Rechercher
Fermer ce champ de recherche.

Le dernier espadon : Blake et Mortimer contre l’IRA

La série Blake et Mortimer, créée par Edgar P. Jacobs, est l’une des plus connues de l’histoire de la bande dessinée. Dans le nouvel album, Le dernier espadon, qui se déroule juste après Le Secret de l’Espadon, Blake et Mortimer tentent de déjouer un complot de l’IRA…

Deux ans se sont écoulés depuis la victoire contre le tyran Basam Damdu, empereur de « l’Empire Jaune », qui avait déclenché la troisième guerre mondiale. Le Royaume-Uni se retirant de certaines anciennes colonies, la base secrète des Espadons, située au Pakistan, doit être détruite. A Londres, le capitaine Francis Blake dîne avec son ami, le professeur Philip Mortimer. Il lui confie une mission de la plus haute importance : se rendre au Pakistan pour modifier le code d’activation des Espadons, afin de permettre leur transfert jusqu’à Scaw-Fell, en Angleterre. Blake doit partir pour l’Ulster, l’IRA préparant un complot contre l’Angleterre. Des nostalgiques du IIIème Reich s’associent à des membres de l’IRA, l’Armée républicaine irlandaise, pour préparer un attentat contre la famille royale d’Angleterre. Leur objectif : voler l’Espadon, avion à réaction submersible, supersonique, armé de missiles nucléaires, et faire exploser le palais de Buckingham !

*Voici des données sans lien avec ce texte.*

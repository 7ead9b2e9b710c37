use std::collections::BTreeMap;

use catalog_model::{NormalizedPresentation, RawRecord, fields};

#[test]
fn raw_record_keeps_fragments_in_order() {
    let mut record = RawRecord::new();
    record.push(fields::COURSE_SUBJECT, "History");
    record.push(fields::COURSE_SUBJECT, "Classics");
    record.push(fields::COURSE_TITLE, "Latin");

    assert_eq!(record.values(fields::COURSE_SUBJECT), ["History", "Classics"]);
    assert_eq!(record.first(fields::COURSE_TITLE), Some("Latin"));
    assert_eq!(record.len(), 2);
}

#[test]
fn raw_record_ignores_empty_values() {
    let mut record = RawRecord::new();
    record.push(fields::COURSE_TITLE, "");
    assert!(record.is_empty());
    assert!(record.values(fields::COURSE_TITLE).is_empty());
    assert_eq!(record.first(fields::COURSE_TITLE), None);
}

#[test]
fn raw_record_extend_appends_after_existing_values() {
    let mut outer: RawRecord = [(fields::PROVIDER_TITLE, "Humanities")].into_iter().collect();
    let inner: RawRecord = [
        (fields::PROVIDER_TITLE, "Second"),
        (fields::PRESENTATION_IDENTIFIER, "p-1"),
    ]
    .into_iter()
    .collect();

    outer.extend_from(&inner);

    assert_eq!(outer.values(fields::PROVIDER_TITLE), ["Humanities", "Second"]);
    assert!(outer.contains(fields::PRESENTATION_IDENTIFIER));
    assert_eq!(
        outer.keys().collect::<Vec<_>>(),
        vec![fields::PRESENTATION_IDENTIFIER, fields::PROVIDER_TITLE]
    );
}

#[test]
fn raw_record_serializes_as_plain_map() {
    let record: RawRecord = [(fields::COURSE_TITLE, "Latin")].into_iter().collect();
    let json = serde_json::to_string(&record).expect("serialize record");
    assert_eq!(json, r#"{"course_title":["Latin"]}"#);
}

#[test]
fn presentation_omits_absent_fields() {
    let mut presentation = NormalizedPresentation::new("daisy-course-1", "daisy-presentation-1");
    presentation.presentation_start = Some("2012-05-24T00:00:00Z".to_string());

    let value = serde_json::to_value(&presentation).expect("serialize presentation");
    let object = value.as_object().expect("json object");

    assert_eq!(object.len(), 3);
    assert_eq!(object["course_identifier"], "daisy-course-1");
    assert_eq!(object["presentation_start"], "2012-05-24T00:00:00Z");
    assert!(!object.contains_key("course_subjects"));
}

#[test]
fn presentation_flattens_extra_fields() {
    let mut extra = BTreeMap::new();
    extra.insert("presentation_duration".to_string(), "P1D".to_string());
    let presentation = NormalizedPresentation {
        extra,
        ..NormalizedPresentation::new("c", "p")
    };

    let json = serde_json::to_string(&presentation).expect("serialize presentation");
    let round: NormalizedPresentation = serde_json::from_str(&json).expect("deserialize");

    assert!(json.contains(r#""presentation_duration":"P1D""#));
    assert_eq!(round, presentation);
}

#[test]
fn application_window_requires_both_bounds() {
    let mut presentation = NormalizedPresentation::new("c", "p");
    presentation.presentation_apply_from = Some("2012-04-19T00:00:00Z".to_string());
    assert!(!presentation.has_application_window());
    presentation.presentation_apply_until = Some("2012-05-14T00:00:00Z".to_string());
    assert!(presentation.has_application_window());
}
//! CLI library components for the course catalog importer.

pub mod logging;
pub mod summary;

Ce dernier tome de la série Blake et Mortimer, intitulé Le dernier espadon, se déroule en janvier 1948. Jean Van Hamme imagine une suite à l’album inaugural de la série, Le Secret de l’Espadon, lequel décrivait une grande guerre contre « l’Empire jaune », qu’il avait lu à l’âge de 7 ans, dans le journal Tintin. Il est publié dès le premier numéro du Journal Tintin, du 26 septembre 1946 au 8 septembre 1949, puis édité entre 1950 et 1953. A la tête de « l’Empire jaune », établi au Tibet, l’empereur Basam-Damdu a conquis le monde. Francis Blake et Philip Mortimer rejoignent alors une base secrète britannique avec les plans de l’Espadon, une arme révolutionnaire. Mais ils sont traqués par le colonel Olrik. Partie d’une base secrète camouflée au Makran, près du détroit d’Ormuz, une escadrille d’Espadons s’envole pour terrasser Basam-Damdu. Dans Le Bâton de Plutarque, Yves Sente avait en 2014 déjà scénarisé un prequel au Le Secret de l’Espadon. Puis en 2018 et 2019, dans les deux tomes de La Vallée des Immortels, il commençait son récit par la chute de l’Empire Jaune.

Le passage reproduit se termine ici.